I smiled down at her where her soft lower body was already in motion though Peter had not yet removed his athletic shorts and though she was looking not at him but at me.

“But I must relieve myself,” I said in my heaviest accent. “But I will not be far off. And I will return soon. Besides,” I added, preparing to step carefully between the stones, “I have already witnessed this scene a good many times, my dear. Have I not?”

“But you enjoy it, Allert. I know you do.”

And so I did ordinarily. But for now my interest lay only in the narrow sun-struck path that climbed along the edge of the birches and then among the birches, and in another instant I was ascending the path in a stride that was slow and free, though now and then interrupted by a gentle stagger. My modesty was always amusing to Peter and Ursula, but I had no recourse but to follow my own inclinations and withdraw from time to time into a dark corner, a closet of green ferns. So midway up the hill I relieved myself, peered toward the island that long ago had broken free of Peter’s shore, and then sat down, lay down, rolled over, dozed. When I regained consciousness, sitting with my back against one of the tilting birches, I was fully aware that I had dreamt a short concise dream about Ursula exposing her breasts at a party. It was a fleeting dream and not worth reporting to Ursula.

When I returned to the scene of the meal, a scene now cast in the warmest of shadows, I found Ursula lying in the center of the white tablecloth we had spread on the blanket and Peter sitting cross-legged on top of the black rock. Ursula’s yellow gown had become her pillow, Peter was naked and sitting with his eyes closed and holding in his lap one of the sweating unopened bottles of cold wine. The gull was perched defiantly on Peter’s castoff athletic shorts. Ursula’s eyes were also closed and she and Peter were smiling.

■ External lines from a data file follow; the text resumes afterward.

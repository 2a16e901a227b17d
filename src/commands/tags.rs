//! Follow, unfollow, block and unblock commands

use super::CommandContext;
use crate::filter::UnblockOutcome;
use crate::{FeedTagsError, Result};
use chrono::Utc;

fn require_tags(tags: &[String]) -> Result<()> {
    if tags.is_empty() {
        return Err(FeedTagsError::InvalidInput("No tags provided".into()));
    }
    Ok(())
}

/// # Errors
/// Returns an error if a tag is invalid or the store rejects the change
pub fn follow(ctx: &CommandContext<'_>, tags: &[String]) -> Result<()> {
    require_tags(tags)?;
    let mut controller = ctx.controller()?;
    for tag in tags {
        controller.on_follow(tag)?;
        ctx.output.success(&format!("Following {tag}"));
    }
    Ok(())
}

/// # Errors
/// Returns an error if a tag is invalid or the store rejects the change
pub fn unfollow(ctx: &CommandContext<'_>, tags: &[String]) -> Result<()> {
    require_tags(tags)?;
    let mut controller = ctx.controller()?;
    for tag in tags {
        controller.on_unfollow(tag)?;
        ctx.output.success(&format!("Stopped following {tag}"));
    }
    Ok(())
}

/// # Errors
/// Returns an error if a tag is invalid or the store rejects the change
pub fn block(ctx: &CommandContext<'_>, tags: &[String]) -> Result<()> {
    require_tags(tags)?;
    let mut controller = ctx.controller()?;
    for tag in tags {
        controller.on_block(tag)?;
        ctx.output.success(&format!("Blocked {tag}"));
    }
    Ok(())
}

/// Unblock a tag
///
/// When the unblock is deferred the user is offered "Undo?". Answering yes
/// inside the undo window keeps the tag blocked; anything else commits.
/// `skip_undo` commits a deferred unblock without asking.
///
/// # Errors
/// Returns an error if the store rejects the change or the prompt fails
pub fn unblock(ctx: &CommandContext<'_>, tag: &str, skip_undo: bool) -> Result<()> {
    if !ctx.feed.feed_settings()?.is_blocked(tag) {
        ctx.output.warning(&format!("{tag} is not blocked"));
        return Ok(());
    }

    let outcome = ctx.controller()?.on_unblock(tag)?;
    settle_unblock(ctx, outcome, skip_undo)
}

/// Finish an unblock started by the controller
///
/// # Errors
/// Returns an error if committing fails or the prompt fails
pub fn settle_unblock(ctx: &CommandContext<'_>, outcome: UnblockOutcome, skip_undo: bool) -> Result<()> {
    let pending = match outcome {
        UnblockOutcome::Applied => {
            ctx.output.success("Unblocked");
            return Ok(());
        }
        UnblockOutcome::Deferred(pending) => pending,
    };
    let tag = pending.tag().to_string();

    if !skip_undo {
        let seconds = pending.remaining(Utc::now()).num_seconds();
        ctx.output
            .info(&format!("{tag} will be unblocked ({seconds}s to undo)"));

        if ctx.input.prompt_confirm("Undo?", false)? == Some(true) {
            if pending.is_expired(Utc::now()) {
                ctx.output.warning("Undo window elapsed");
            } else {
                pending.cancel();
                ctx.output.info(&format!("{tag} stays blocked"));
                return Ok(());
            }
        }
    }

    pending.commit()?;
    ctx.output.success(&format!("Unblocked {tag}"));
    Ok(())
}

“Come,” I said quietly, “let me open the wine.”

Some kind of telepathic understanding rippled down the length of Peter’s bare side and with effort he raised his arm and extended the bottle. I drew the cork and, filling a much-used glass, carefully placed the brimming glass in Peter’s listless hand. He nodded. He did not open his eyes.

“Drink it, Peter,” I said. “The party is not done.”

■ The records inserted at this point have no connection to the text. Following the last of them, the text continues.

//! Status command - followed and blocked tags

use super::CommandContext;
use crate::Result;
use crate::filter::UnblockPolicy;
use crate::flags::AuthState;
use serde::Serialize;

/// Snapshot printed by `status`
#[derive(Debug, Serialize)]
pub struct StatusReport {
    pub user: Option<String>,
    pub followed: Vec<String>,
    pub blocked: Vec<String>,
    pub unblock_policy: UnblockPolicy,
    pub feed_filter_variant: String,
}

impl StatusReport {
    /// # Errors
    /// Returns an error if the feed settings cannot be read
    pub fn collect(ctx: &CommandContext<'_>) -> Result<Self> {
        let settings = ctx.feed.feed_settings()?;
        let user = match &ctx.auth {
            AuthState::Authenticated { user_id } => Some(user_id.clone()),
            AuthState::Anonymous => None,
        };
        Ok(Self {
            user,
            followed: settings.include_tags.into_iter().collect(),
            blocked: settings.blocked_tags.into_iter().collect(),
            unblock_policy: ctx.config.unblock_policy,
            feed_filter_variant: ctx.config.flags.feed_filter_variant().to_string(),
        })
    }
}

fn tag_list(tags: &[String]) -> String {
    if tags.is_empty() {
        "-".to_string()
    } else {
        tags.join(", ")
    }
}

/// # Errors
/// Returns an error if the store cannot be read or JSON encoding fails
pub fn execute(ctx: &CommandContext<'_>, json: bool) -> Result<()> {
    let report = StatusReport::collect(ctx)?;

    if json {
        ctx.output.write(&serde_json::to_string_pretty(&report)?);
        return Ok(());
    }

    ctx.output
        .info(&format!("User: {}", report.user.as_deref().unwrap_or("anonymous")));
    ctx.output.write(&format!(
        "Following ({}): {}",
        report.followed.len(),
        tag_list(&report.followed)
    ));
    ctx.output.write(&format!(
        "Blocked ({}): {}",
        report.blocked.len(),
        tag_list(&report.blocked)
    ));
    Ok(())
}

He nodded, he made no move to raise the glass from his loins to his lips. So I shrugged and removed my shirt and trousers, took a few puffs on one of the little cigars, standing for those moments with my forearm resting in the small of my back and a foot raised on a boulder of quartz, and eyes looking down at Ursula. Then I threw away the cigar, in the process offending the brave gull, and walked to the blanket.

Later, much later, she pushed me off with brusque but loving hands. We lay on our backs, side by side. I smelled the golden snake of kelp, without looking I knew that the little black islands were knocking against each other and moving in our direction.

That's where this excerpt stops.